Activist group calls shooting ‘targeted assassination’; CAIR says videotape of incident may exist
The Justice Department is reportedly planning to launch an investigation into the shooting death of a Detroit-area imam last fall, an event one activist group describes as a “targeted assassination.”
As Raw Story reported yesterday, a long-delayed medical examiner’s report into the Oct. 28, 2009, death of Luqman Ameen Abdullah found he had been shot 21 times during a firefight with the FBI, including once in the back. The medical examiner found Abdullah’s body with his wrists handcuffed behind his back.
Now, according to US House Rep.
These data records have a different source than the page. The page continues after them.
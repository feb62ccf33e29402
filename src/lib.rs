//! Finite-capacity allocation core for production scheduling.
//!
//! Decides whether and when one resource's time can satisfy an activity's
//! phased requirement (clean, setup, run, post-processing, storage, clean),
//! and commits the result into the resource's schedule. The outer
//! discrete-event loop that picks *which* activity to try next lives
//! outside this crate.
//!
//! # Modules
//!
//! - **`models`**: Domain types — `Activity`, `Resource`, `CapacityInterval`,
//!   `RequiredCapacity`, `UsageProfile`, `Block`, changeover and trigger tables
//! - **`timeline`**: Ordered capacity intervals with cursor lookups and the
//!   pure `rebuild` that merges committed blocks in as occupied time
//! - **`search`**: Forward/backward capacity search and phase chaining
//! - **`setup`**: Required-capacity calculation with sequence-dependent
//!   setup and graded cleanout triggers
//! - **`attention`**: Attention sharing on multitasking resources
//! - **`reservation`**: Advisory holds consulted before a commit
//! - **`sequencing`**: Left-neighbor state and sawtooth scoring
//! - **`scheduler`**: `ResourceSimulationState` and the block scheduler
//! - **`validation`**: Configuration checks
//!
//! # Data Flow
//!
//! ```text
//! compute_required_capacity ─▶ find_chain ─▶ admission (reservations / attention)
//!                                                   │
//!                                        schedule ◀─┘ (or the caller discards)
//! ```
//!
//! # Example
//!
//! ```
//! use u_capacity::config::EngineConfig;
//! use u_capacity::models::{Activity, CapacityInterval, Resource};
//! use u_capacity::scheduler::{ResourceSimulationState, SearchContext};
//! use u_capacity::timeline::CapacityTimeline;
//!
//! let timeline = CapacityTimeline::new(vec![
//!     CapacityInterval::online(0, 480),
//!     CapacityInterval::offline(480, 960),
//!     CapacityInterval::online(960, 1440),
//! ])
//! .unwrap();
//! let mut state = ResourceSimulationState::new(Resource::single("M1"), timeline, EngineConfig::default());
//! state.initialize(Vec::new()).unwrap();
//!
//! let activity = Activity::new("O1", "J1").with_run_time(600);
//! let left = state.left_neighbor(0);
//! let window = state
//!     .find_schedulable_window(&activity, 0, 0, &left, &SearchContext::new(0))
//!     .unwrap();
//! let success = window.success().cloned().unwrap();
//! assert_eq!((success.start, success.finish), (0, 1080));
//!
//! let mut events = Vec::new();
//! let block = state.schedule(&activity, 0, &window.required, &success, &mut events).unwrap();
//! assert_eq!(block.run_ticks(), 600);
//! ```
//!
//! # References
//!
//! - Pinedo (2016), "Scheduling: Theory, Algorithms, and Systems"
//! - Allahverdi et al. (2008), "A survey of scheduling problems with setup times or costs"

pub mod attention;
pub mod config;
pub mod error;
pub mod models;
pub mod reservation;
pub mod scheduler;
pub mod search;
pub mod sequencing;
pub mod setup;
pub mod timeline;
pub mod validation;

pub use error::{CapacityError, CapacityResult};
John Conyers (D-MI), the Justice Department’s civil rights division will investigate the shooting.
“On the surface, someone being shot 21 times raises quite a few questions in the criminal justice system,” Conyers told the Detroit News.
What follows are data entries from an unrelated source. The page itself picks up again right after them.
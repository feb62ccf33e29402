//! Resource model.
//!
//! A resource owns a capacity timeline and the static configuration the
//! setup/cleanout calculator reads: which contributors are enabled,
//! standard setup and cleanout, changeover tables and cleanout triggers.
//!
//! # Capacity Types
//!
//! | Type | Double-booking rule |
//! |------|---------------------|
//! | `SingleTasking` | Strictly exclusive |
//! | `MultiTasking` | Bounded by summed attention |
//! | `Infinite` | Never checked |
//!
//! # Reference
//! Pinedo (2016), "Scheduling: Theory, Algorithms, and Systems", Ch. 1.2

use serde::{Deserialize, Serialize};

use super::{ChangeoverTables, CleanSpan, Tick, TriggerTables};

/// A resource that can be assigned to activities.
#[derive(Debug, Clone, Serialize, Deserialize)]
pub struct Resource {
    /// Unique resource identifier.
    pub id: String,
    /// Human-readable name.
    pub name: String,
    /// How concurrent commitments are admitted.
    pub capacity_type: CapacityType,
    /// Setup contributor settings.
    pub setup: SetupConfig,
    /// Cleanout contributor settings.
    pub cleanout: CleanoutConfig,
    /// Attribute changeover tables.
    pub changeovers: ChangeoverTables,
    /// Cleanout trigger tables.
    pub triggers: TriggerTables,
}

/// Capacity type of a resource.
#[derive(Debug, Clone, Copy, PartialEq, Eq, Serialize, Deserialize)]
pub enum CapacityType {
    /// One activity at a time.
    SingleTasking,
    /// Several activities share attention up to the limit.
    MultiTasking,
    /// Unlimited concurrency.
    Infinite,
}

impl CapacityType {
    /// Whether committed blocks occupy the timeline exclusively.
    #[inline]
    pub fn is_exclusive(self) -> bool {
        self == CapacityType::SingleTasking
    }
}

/// Setup contributors.
#[derive(Debug, Clone, Serialize, Deserialize)]
pub struct SetupConfig {
    /// Resource-level standard setup (ticks) applied to every activity.
    pub standard: Tick,
    /// Static cost of the standard setup.
    pub standard_cost: f64,
    /// Enables the resource standard setup.
    pub use_resource_setup: bool,
    /// Enables the activity's own operation setup.
    pub use_operation_setup: bool,
    /// Enables attribute changeover setup.
    pub use_sequence_setup: bool,
}

impl Default for SetupConfig {
    fn default() -> Self {
        Self {
            standard: 0,
            standard_cost: 0.0,
            use_resource_setup: false,
            use_operation_setup: true,
            use_sequence_setup: true,
        }
    }
}

/// Cleanout contributors.
#[derive(Debug, Clone, Serialize, Deserialize)]
pub struct CleanoutConfig {
    /// Resource standard cleanout performed between any two activities.
    pub standard: Option<CleanSpan>,
    /// Enables the resource standard cleanout.
    pub use_resource_clean: bool,
    /// Enables product-change cleanout.
    pub use_production_clean: bool,
    /// Enables attribute changeover cleanout.
    pub use_sequence_clean: bool,
    /// Enables time triggers.
    pub use_time_triggers: bool,
    /// Enables operation-count triggers.
    pub use_operation_count_triggers: bool,
    /// Enables production-unit triggers.
    pub use_production_unit_triggers: bool,
}

impl Default for CleanoutConfig {
    fn default() -> Self {
        Self {
            standard: None,
            use_resource_clean: true,
            use_production_clean: true,
            use_sequence_clean: true,
            use_time_triggers: true,
            use_operation_count_triggers: true,
            use_production_unit_triggers: true,
        }
    }
}

impl Resource {
    /// Creates a resource with the given capacity type.
    pub fn new(id: impl Into<String>, capacity_type: CapacityType) -> Self {
        let id = id.into();
        Self {
            name: id.clone(),
            id,
            capacity_type,
            setup: SetupConfig::default(),
            cleanout: CleanoutConfig::default(),
            changeovers: ChangeoverTables::new(),
            triggers: TriggerTables::new(),
        }
    }

    /// Creates a single-tasking resource.
    pub fn single(id: impl Into<String>) -> Self {
        Self::new(id, CapacityType::SingleTasking)
    }

    /// Creates a multi-tasking resource.
    pub fn multi(id: impl Into<String>) -> Self {
        Self::new(id, CapacityType::MultiTasking)
    }

    /// Creates an infinite-capacity resource.
    pub fn infinite(id: impl Into<String>) -> Self {
        Self::new(id, CapacityType::Infinite)
    }

    /// Sets the name.
    pub fn with_name(mut self, name: impl Into<String>) -> Self {
        self.name = name.into();
        self
    }

    /// Enables a resource standard setup.
    pub fn with_standard_setup(mut self, ticks: Tick, cost: f64) -> Self {
        self.setup.standard = ticks;
        self.setup.standard_cost = cost;
        self.setup.use_resource_setup = true;
        self
    }

    /// Sets the resource standard cleanout.
    pub fn with_standard_clean(mut self, clean: CleanSpan) -> Self {
        self.cleanout.standard = Some(clean);
        self
    }

    /// Replaces the setup settings.
    pub fn with_setup(mut self, setup: SetupConfig) -> Self {
        self.setup = setup;
        self
    }

    /// Replaces the cleanout settings.
    pub fn with_cleanout(mut self, cleanout: CleanoutConfig) -> Self {
        self.cleanout = cleanout;
        self
    }

    /// Sets the changeover tables.
    pub fn with_changeovers(mut self, changeovers: ChangeoverTables) -> Self {
        self.changeovers = changeovers;
        self
    }

    /// Sets the trigger tables.
    pub fn with_triggers(mut self, triggers: TriggerTables) -> Self {
        self.triggers = triggers;
        self
    }
}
The autopsy “still left many unanswered questions,” reports the Detroit Free Press, pointing to the coroner’s assertion that Abdullah’s body was found handcuffed.
“The FBI told the investigator that when ‘officers arrived, officers asked to see his hands, and they informed him that if he didn’t comply, they were going to send a dog in.’ Agents said they opened fire after Abdullah shot the dog,” the Free Press reported.
The suspicions surrounding Abdullah’s death have caused some civil-rights activists to suggest the incident may have been more than an FBI raid gone wrong.
Abayomi Azikiwe of the Michigan Emergency Committee against War and Injustice called Abdullah’s death a “targeted assassination,” reports the Detroit News.
Although the FBI has described Abdullah as “a separatist Muslim intent on overthrowing the United States government,” according to the New York Times, the bureau says it was investigating the leader of the 25-family mosque in connection with illegal weapons and fencing of stolen goods.
In an interview with Fox Channel 2 in Detroit late last week, Dawud Walid of the local chapter of the Council on American-Islamic Relations said the incident could reverberate throughout the global Muslim community, potentially hurting the US’s image in the Muslim world.
“Al-Jazeera, which is the most watched TV station in the Middle East, ran a story about this situation just two weeks ago,” Walid said. “I’m being cautious, but I don’t think this will be met very well in the Muslim world.”
And indeed the story does seem to be gaining attention in the Muslim world, with the Web site of Iran’s state-run Press TV running a story on the coroner’s report Tuesday, under the headline “FBI shot Muslim prayer leader 20 times.”
Walid told the Detroit News he believes there may be videotape of the shooting, because the warehouse where the incident happened was controlled by the FBI, as part of its sting operation against Abdullah.
On Monday, Walid filed a Freedom of Information request with the federal government asking for more information on the shooting, including any videotape of the incident that may exist.
Not everyone agrees that the circumstances of Abdullah’s death are suspicious.
“You can’t draw any conclusions whatsoever by the number of times a person is struck by a bullet,” defense lawyer and former prosecutor John Freeman told the Free Press. “The determination on whether anything was excessive has to be made on the totality of the circumstances, including what the deceased was doing and what he was perceived to have been doing.”